Curry Todd has also been a member of the American Legislative Exchange Council, a nonpartisan organization that promotes limited government, free and open markets, and Federalism at the state level. The Council, known as ALEC, works to advance these ends through a private and public partnership of state legislators nationwide, members of the private sector, and of the general public.
ALEC has its origins in the early 1970s, with the creation of an association for people who believed that the most effective government is one that is closest to the people. Such a government, they believe, is more just and a better guarantor of freedom than a large Federal bureaucracy.

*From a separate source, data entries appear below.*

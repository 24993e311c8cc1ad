//! Evaluation context and the cell resolver seam
//!
//! The engine never owns cell data. Everything it reads comes through a
//! [`CellResolver`]: values, row visibility and formula text (the last two
//! only matter to SUBTOTAL).

use crate::compat::{CalcSettings, CompatibilityMode};
use crate::value::{Array, Value};
use once_cell::sync::Lazy;
use sheetcalc_core::{CellRange, ErrorCode, Workbook};

/// A block of cells on a specific sheet
#[derive(Debug, Clone, Copy, PartialEq, Eq)]
pub struct Reference {
    /// Sheet index
    pub sheet: usize,
    pub range: CellRange,
}

/// Read access to the cells a formula refers to
///
/// Sheets are addressed by index; [`CellResolver::sheet_index`] maps the
/// names written in formulas to indices.
pub trait CellResolver: Send + Sync {
    /// Value of one cell; blank cells are [`Value::Empty`], unknown sheets `#REF!`
    fn cell_value(&self, sheet: usize, row: u32, col: u16) -> Value;

    /// Values of a block of cells as a row-major array
    fn range_values(&self, sheet: usize, range: &CellRange) -> Value {
        let rows = range.row_count() as usize;
        let cols = range.col_count() as usize;
        let values = range
            .cells()
            .map(|addr| self.cell_value(sheet, addr.row, addr.col))
            .collect();
        Value::Array(Array::new(rows, cols, values))
    }

    fn is_row_hidden(&self, _sheet: usize, _row: u32) -> bool {
        false
    }

    /// Formula text (with leading '=') if the cell holds a formula
    fn cell_formula(&self, _sheet: usize, _row: u32, _col: u16) -> Option<&str> {
        None
    }

    fn sheet_index(&self, _name: &str) -> Option<usize> {
        None
    }

    /// Resolve a defined name; `None` makes the name evaluate to `#NAME?`
    fn resolve_name(&self, _name: &str) -> Option<Reference> {
        None
    }
}

/// A resolver with no cells: every reference reads as blank
#[derive(Debug, Clone, Copy, Default)]
pub struct EmptyResolver;

impl CellResolver for EmptyResolver {
    fn cell_value(&self, _sheet: usize, _row: u32, _col: u16) -> Value {
        Value::Empty
    }
}

impl CellResolver for Workbook {
    fn cell_value(&self, sheet: usize, row: u32, col: u16) -> Value {
        match self.worksheet(sheet) {
            Some(ws) => ws.cell_at(row, col).map_or(Value::Empty, Value::from),
            None => Value::Error(ErrorCode::Ref),
        }
    }

    fn range_values(&self, sheet: usize, range: &CellRange) -> Value {
        let Some(ws) = self.worksheet(sheet) else {
            return Value::Error(ErrorCode::Ref);
        };
        let values = range
            .cells()
            .map(|addr| ws.cell_at(addr.row, addr.col).map_or(Value::Empty, Value::from))
            .collect();
        Value::Array(Array::new(
            range.row_count() as usize,
            range.col_count() as usize,
            values,
        ))
    }

    fn is_row_hidden(&self, sheet: usize, row: u32) -> bool {
        self.worksheet(sheet)
            .map_or(false, |ws| ws.is_row_hidden(row))
    }

    fn cell_formula(&self, sheet: usize, row: u32, col: u16) -> Option<&str> {
        self.worksheet(sheet)?.cell_formula_at(row, col)
    }

    fn sheet_index(&self, name: &str) -> Option<usize> {
        Workbook::sheet_index(self, name)
    }

    fn resolve_name(&self, name: &str) -> Option<Reference> {
        self.defined_name(name).map(|defined| Reference {
            sheet: defined.sheet,
            range: defined.range,
        })
    }
}

static DEFAULT_SETTINGS: Lazy<CalcSettings> = Lazy::new(CalcSettings::default);
static EMPTY_RESOLVER: EmptyResolver = EmptyResolver;

/// Everything a formula can see while it is being evaluated
///
/// The context is immutable, so the compatibility mode cannot change
/// part-way through one expression tree.
#[derive(Clone, Copy)]
pub struct EvaluationContext<'a> {
    pub settings: &'a CalcSettings,
    pub resolver: &'a dyn CellResolver,
    /// Current worksheet index
    pub current_sheet: usize,
    /// Row of the cell being calculated
    pub current_row: u32,
    /// Column of the cell being calculated
    pub current_col: u16,
}

impl<'a> EvaluationContext<'a> {
    /// Create a new evaluation context
    pub fn new(
        settings: &'a CalcSettings,
        resolver: &'a dyn CellResolver,
        sheet: usize,
        row: u32,
        col: u16,
    ) -> Self {
        Self {
            settings,
            resolver,
            current_sheet: sheet,
            current_row: row,
            current_col: col,
        }
    }

    /// Excel mode with no cells (for testing and standalone formulas)
    pub fn simple() -> EvaluationContext<'static> {
        EvaluationContext::new(&DEFAULT_SETTINGS, &EMPTY_RESOLVER, 0, 0, 0)
    }

    /// Given settings with no cells
    pub fn with_settings(settings: &'a CalcSettings) -> Self {
        Self::new(settings, &EMPTY_RESOLVER, 0, 0, 0)
    }

    pub fn mode(&self) -> CompatibilityMode {
        self.settings.mode
    }

    /// Sheet index for an optional sheet name; no name means the current sheet
    pub fn resolve_sheet(&self, name: Option<&str>) -> Option<usize> {
        match name {
            Some(name) => self.resolver.sheet_index(name),
            None => Some(self.current_sheet),
        }
    }

    /// Read every cell of a reference
    pub fn reference_values(&self, reference: &Reference) -> Value {
        let range = &reference.range;
        if range.cell_count() == 1 {
            self.resolver
                .cell_value(reference.sheet, range.start.row, range.start.col)
        } else {
            self.resolver.range_values(reference.sheet, range)
        }
    }
}
//! Statistical functions
//!
//! Aggregates read their arguments two ways. A value typed directly into the
//! call is coerced: booleans count as 0/1, numeric text is parsed and other
//! text fails `#VALUE!`. Values that arrive inside an array (a range or an
//! array constant) only count when they are numbers; text and booleans are
//! skipped, except that the `A` variants read them as 0/1 and OpenOffice
//! counts booleans everywhere.

use super::arg;
use crate::broadcast::{lift1, lift3};
use crate::coerce::numeric::parse_numeric_text;
use crate::coerce::statistical::{
    datatype_adjustment_allow_strings, datatype_adjustment_booleans, validate_float,
    validate_probability,
};
use crate::coerce::CalcResult;
use crate::context::EvaluationContext;
use crate::value::Value;
use sheetcalc_core::ErrorCode;
use std::f64::consts::{PI, SQRT_2};

/// How array elements are read by an aggregate
#[derive(Debug, Clone, Copy, PartialEq, Eq)]
pub(crate) enum ArrayValues {
    /// Numbers only (booleans too in OpenOffice mode)
    Numbers,
    /// Booleans as 0/1 and text as 0
    AllowStrings,
}

/// Gather the numbers an aggregate works on; the first error wins
pub(crate) fn collect_numbers(
    args: &[Value],
    ctx: &EvaluationContext,
    policy: ArrayValues,
) -> CalcResult<Vec<f64>> {
    let mut numbers = Vec::new();
    for value in args {
        match value {
            Value::Array(array) => {
                for element in array.values() {
                    let adjusted = match policy {
                        ArrayValues::Numbers => datatype_adjustment_booleans(element, ctx.mode()),
                        ArrayValues::AllowStrings => datatype_adjustment_allow_strings(element),
                    };
                    match adjusted {
                        Value::Number(n) => numbers.push(n),
                        Value::Error(e) => return Err(e),
                        _ => {}
                    }
                }
            }
            Value::Number(n) => numbers.push(*n),
            Value::Boolean(b) => numbers.push(f64::from(u8::from(*b))),
            Value::Text(s) => numbers.push(parse_numeric_text(s).ok_or(ErrorCode::Value)?),
            Value::Error(e) => return Err(*e),
            Value::Empty => {}
        }
    }
    Ok(numbers)
}

fn aggregate(
    args: &[Value],
    ctx: &EvaluationContext,
    policy: ArrayValues,
    f: fn(&[f64]) -> CalcResult<f64>,
) -> Value {
    match collect_numbers(args, ctx, policy).and_then(|numbers| f(&numbers)) {
        Ok(n) => Value::number(n),
        Err(e) => Value::Error(e),
    }
}

pub(crate) fn sum(numbers: &[f64]) -> CalcResult<f64> {
    Ok(numbers.iter().fold(0.0, |total, n| total + n))
}

pub(crate) fn product(numbers: &[f64]) -> CalcResult<f64> {
    if numbers.is_empty() {
        return Ok(0.0);
    }
    Ok(numbers.iter().product())
}

fn mean(numbers: &[f64]) -> CalcResult<f64> {
    if numbers.is_empty() {
        return Err(ErrorCode::Div0);
    }
    Ok(numbers.iter().sum::<f64>() / numbers.len() as f64)
}

fn maximum(numbers: &[f64]) -> CalcResult<f64> {
    Ok(numbers.iter().copied().reduce(f64::max).unwrap_or(0.0))
}

fn minimum(numbers: &[f64]) -> CalcResult<f64> {
    Ok(numbers.iter().copied().reduce(f64::min).unwrap_or(0.0))
}

/// Sum of squared deviations divided by `n - ddof`
fn variance(numbers: &[f64], ddof: usize) -> CalcResult<f64> {
    if numbers.len() <= ddof {
        return Err(ErrorCode::Div0);
    }
    let m = mean(numbers)?;
    let squares: f64 = numbers.iter().map(|x| (x - m).powi(2)).sum();
    Ok(squares / (numbers.len() - ddof) as f64)
}

fn sample_variance(numbers: &[f64]) -> CalcResult<f64> {
    variance(numbers, 1)
}

fn population_variance(numbers: &[f64]) -> CalcResult<f64> {
    variance(numbers, 0)
}

fn sample_stdev(numbers: &[f64]) -> CalcResult<f64> {
    sample_variance(numbers).map(f64::sqrt)
}

fn population_stdev(numbers: &[f64]) -> CalcResult<f64> {
    population_variance(numbers).map(f64::sqrt)
}

pub fn fn_average(args: &[Value], ctx: &EvaluationContext) -> Value {
    aggregate(args, ctx, ArrayValues::Numbers, mean)
}

pub fn fn_averagea(args: &[Value], ctx: &EvaluationContext) -> Value {
    aggregate(args, ctx, ArrayValues::AllowStrings, mean)
}

/// MAX; 0 when there is nothing to compare
pub fn fn_max(args: &[Value], ctx: &EvaluationContext) -> Value {
    aggregate(args, ctx, ArrayValues::Numbers, maximum)
}

pub fn fn_maxa(args: &[Value], ctx: &EvaluationContext) -> Value {
    aggregate(args, ctx, ArrayValues::AllowStrings, maximum)
}

/// MIN; 0 when there is nothing to compare
pub fn fn_min(args: &[Value], ctx: &EvaluationContext) -> Value {
    aggregate(args, ctx, ArrayValues::Numbers, minimum)
}

pub fn fn_mina(args: &[Value], ctx: &EvaluationContext) -> Value {
    aggregate(args, ctx, ArrayValues::AllowStrings, minimum)
}

/// STDEV (sample); fewer than two values is `#DIV/0!`
pub fn fn_stdev(args: &[Value], ctx: &EvaluationContext) -> Value {
    aggregate(args, ctx, ArrayValues::Numbers, sample_stdev)
}

pub fn fn_stdeva(args: &[Value], ctx: &EvaluationContext) -> Value {
    aggregate(args, ctx, ArrayValues::AllowStrings, sample_stdev)
}

/// STDEVP (population)
pub fn fn_stdevp(args: &[Value], ctx: &EvaluationContext) -> Value {
    aggregate(args, ctx, ArrayValues::Numbers, population_stdev)
}

pub fn fn_stdevpa(args: &[Value], ctx: &EvaluationContext) -> Value {
    aggregate(args, ctx, ArrayValues::AllowStrings, population_stdev)
}

pub fn fn_var(args: &[Value], ctx: &EvaluationContext) -> Value {
    aggregate(args, ctx, ArrayValues::Numbers, sample_variance)
}

pub fn fn_vara(args: &[Value], ctx: &EvaluationContext) -> Value {
    aggregate(args, ctx, ArrayValues::AllowStrings, sample_variance)
}

pub fn fn_varp(args: &[Value], ctx: &EvaluationContext) -> Value {
    aggregate(args, ctx, ArrayValues::Numbers, population_variance)
}

pub fn fn_varpa(args: &[Value], ctx: &EvaluationContext) -> Value {
    aggregate(args, ctx, ArrayValues::AllowStrings, population_variance)
}

/// COUNT: numbers anywhere, plus booleans and numeric text typed directly
///
/// Errors are counted as nothing rather than propagated.
pub fn fn_count(args: &[Value], _ctx: &EvaluationContext) -> Value {
    let count = args
        .iter()
        .map(|value| match value {
            Value::Array(array) => array
                .values()
                .iter()
                .filter(|v| matches!(v, Value::Number(_)))
                .count(),
            Value::Number(_) | Value::Boolean(_) => 1,
            Value::Text(s) => usize::from(parse_numeric_text(s).is_some()),
            Value::Error(_) | Value::Empty => 0,
        })
        .sum::<usize>();
    Value::Number(count as f64)
}

/// COUNTA: every non-blank value, errors included
pub fn fn_counta(args: &[Value], _ctx: &EvaluationContext) -> Value {
    let count = args
        .iter()
        .flat_map(Value::scalars)
        .filter(|v| !v.is_empty())
        .count();
    Value::Number(count as f64)
}

/// COUNTBLANK: blank cells and empty text
pub fn fn_countblank(args: &[Value], _ctx: &EvaluationContext) -> Value {
    let count = args
        .iter()
        .flat_map(Value::scalars)
        .filter(|v| match v {
            Value::Empty => true,
            Value::Text(s) => s.is_empty(),
            _ => false,
        })
        .count();
    Value::Number(count as f64)
}

/// STANDARDIZE(x, mean, standard_dev)
pub fn fn_standardize(args: &[Value], _ctx: &EvaluationContext) -> Value {
    lift3(arg(args, 0), arg(args, 1), arg(args, 2), |x, m, sd| {
        let x = validate_float(x)?;
        let m = validate_float(m)?;
        let sd = validate_float(sd)?;
        if sd <= 0.0 {
            return Err(ErrorCode::Num);
        }
        Ok(Value::number((x - m) / sd))
    })
}

const ACKLAM_A: [f64; 6] = [
    -3.969683028665376e+01,
    2.209460984245205e+02,
    -2.759285104469687e+02,
    1.383577518672690e+02,
    -3.066479806614716e+01,
    2.506628277459239e+00,
];
const ACKLAM_B: [f64; 5] = [
    -5.447609879822406e+01,
    1.615858368580409e+02,
    -1.556989798598866e+02,
    6.680131188771972e+01,
    -1.328068155288572e+01,
];
const ACKLAM_C: [f64; 6] = [
    -7.784894002430293e-03,
    -3.223964580411365e-01,
    -2.400758277161838e+00,
    -2.549732539343734e+00,
    4.374664141464968e+00,
    2.938163982698783e+00,
];
const ACKLAM_D: [f64; 4] = [
    7.784695709041462e-03,
    3.224671290700398e-01,
    2.445134137142996e+00,
    3.754408661907416e+00,
];
const P_LOW: f64 = 0.02425;

fn horner(coefficients: &[f64], x: f64) -> f64 {
    coefficients.iter().fold(0.0, |acc, c| acc * x + c)
}

const FRAC_1_SQRT_PI: f64 = 0.564_189_583_547_756_3;

// Cody's rational approximations for erf/erfc, highest degree first
const ERF_NUM: [f64; 5] = [
    1.85777706184603153e-01,
    3.16112374387056560e+00,
    1.13864154151050156e+02,
    3.77485237685302021e+02,
    3.20937758913846947e+03,
];
const ERF_DEN: [f64; 5] = [
    1.0,
    2.36012909523441209e+01,
    2.44024637934444173e+02,
    1.28261652607737228e+03,
    2.84423683343917062e+03,
];
const ERFC_MID_NUM: [f64; 9] = [
    2.15311535474403846e-08,
    5.64188496988670089e-01,
    8.88314979438837594e+00,
    6.61191906371416295e+01,
    2.98635138197400131e+02,
    8.81952221241769090e+02,
    1.71204761263407058e+03,
    2.05107837782607147e+03,
    1.23033935479799725e+03,
];
const ERFC_MID_DEN: [f64; 9] = [
    1.0,
    1.57449261107098347e+01,
    1.17693950891312499e+02,
    5.37181101862009858e+02,
    1.62138957456669019e+03,
    3.29079923573345963e+03,
    4.36261909014324716e+03,
    3.43936767414372164e+03,
    1.23033935480374942e+03,
];
const ERFC_TAIL_NUM: [f64; 6] = [
    1.63153871373020978e-02,
    3.05326634961232344e-01,
    3.60344899949804439e-01,
    1.25781726111229246e-01,
    1.60837851487422766e-02,
    6.58749161529837803e-04,
];
const ERFC_TAIL_DEN: [f64; 6] = [
    1.0,
    2.56852019228982242e+00,
    1.87295284992346047e+00,
    5.27905102951428412e-01,
    6.05183413124413191e-02,
    2.33520497626869185e-03,
];

/// `exp(-x^2)` with the square split to keep precision for large `x`
fn exp_neg_square(x: f64) -> f64 {
    let head = (x * 16.0).trunc() / 16.0;
    (-head * head).exp() * (-(x - head) * (x + head)).exp()
}

/// Complementary error function
fn erfc(x: f64) -> f64 {
    if x < 0.0 {
        return 2.0 - erfc(-x);
    }
    if x < 0.5 {
        let z = x * x;
        return 1.0 - x * horner(&ERF_NUM, z) / horner(&ERF_DEN, z);
    }
    if x < 4.0 {
        return exp_neg_square(x) * horner(&ERFC_MID_NUM, x) / horner(&ERFC_MID_DEN, x);
    }
    let z = 1.0 / (x * x);
    let tail = z * horner(&ERFC_TAIL_NUM, z) / horner(&ERFC_TAIL_DEN, z);
    exp_neg_square(x) * (FRAC_1_SQRT_PI - tail) / x
}

fn standard_normal_cdf(x: f64) -> f64 {
    0.5 * erfc(-x / SQRT_2)
}

/// Inverse of the standard normal CDF
///
/// Acklam's rational approximation followed by one Halley step.
/// `p` must lie strictly between 0 and 1.
fn inverse_standard_normal(p: f64) -> f64 {
    let tail = |q: f64| horner(&ACKLAM_C, q) / (horner(&ACKLAM_D, q) * q + 1.0);
    let x = if p < P_LOW {
        tail((-2.0 * p.ln()).sqrt())
    } else if p > 1.0 - P_LOW {
        -tail((-2.0 * (1.0 - p).ln()).sqrt())
    } else {
        let q = p - 0.5;
        let r = q * q;
        horner(&ACKLAM_A, r) * q / (horner(&ACKLAM_B, r) * r + 1.0)
    };

    let e = standard_normal_cdf(x) - p;
    let u = e * (2.0 * PI).sqrt() * (x * x / 2.0).exp();
    let refined = x - u / (1.0 + x * u / 2.0);
    if refined.is_finite() {
        refined
    } else {
        x
    }
}

fn open_probability(value: &Value) -> CalcResult<f64> {
    let p = validate_probability(value)?;
    if p == 0.0 || p == 1.0 {
        return Err(ErrorCode::Num);
    }
    Ok(p)
}

/// NORM.S.INV(probability)
pub fn fn_norm_s_inv(args: &[Value], _ctx: &EvaluationContext) -> Value {
    lift1(arg(args, 0), |p| {
        Ok(Value::number(inverse_standard_normal(open_probability(p)?)))
    })
}

/// NORM.INV(probability, mean, standard_dev)
pub fn fn_norm_inv(args: &[Value], _ctx: &EvaluationContext) -> Value {
    lift3(arg(args, 0), arg(args, 1), arg(args, 2), |p, m, sd| {
        let p = open_probability(p)?;
        let m = validate_float(m)?;
        let sd = validate_float(sd)?;
        if sd <= 0.0 {
            return Err(ErrorCode::Num);
        }
        Ok(Value::number(m + sd * inverse_standard_normal(p)))
    })
}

Early members of ALEC included Robert Kasten and Tommy Thompson of Wisconsin, John Engler of Michigan, Terry Brandstad of Iowa, and John Kasich of Ohio. As Curry Todd knows, each of these original members went on to become either governors of their respective states, or members of Congress.
In the late 1980s and early 1990s, after the end of the Reagan administration, ALEC tasks forces that had previously developed strategies surrounding single issues began shift into freestanding think tanks, and soliciting input from members of the private sector. Today, ALEC members say they have advanced Jeffersonian principles in state legislatures across the country.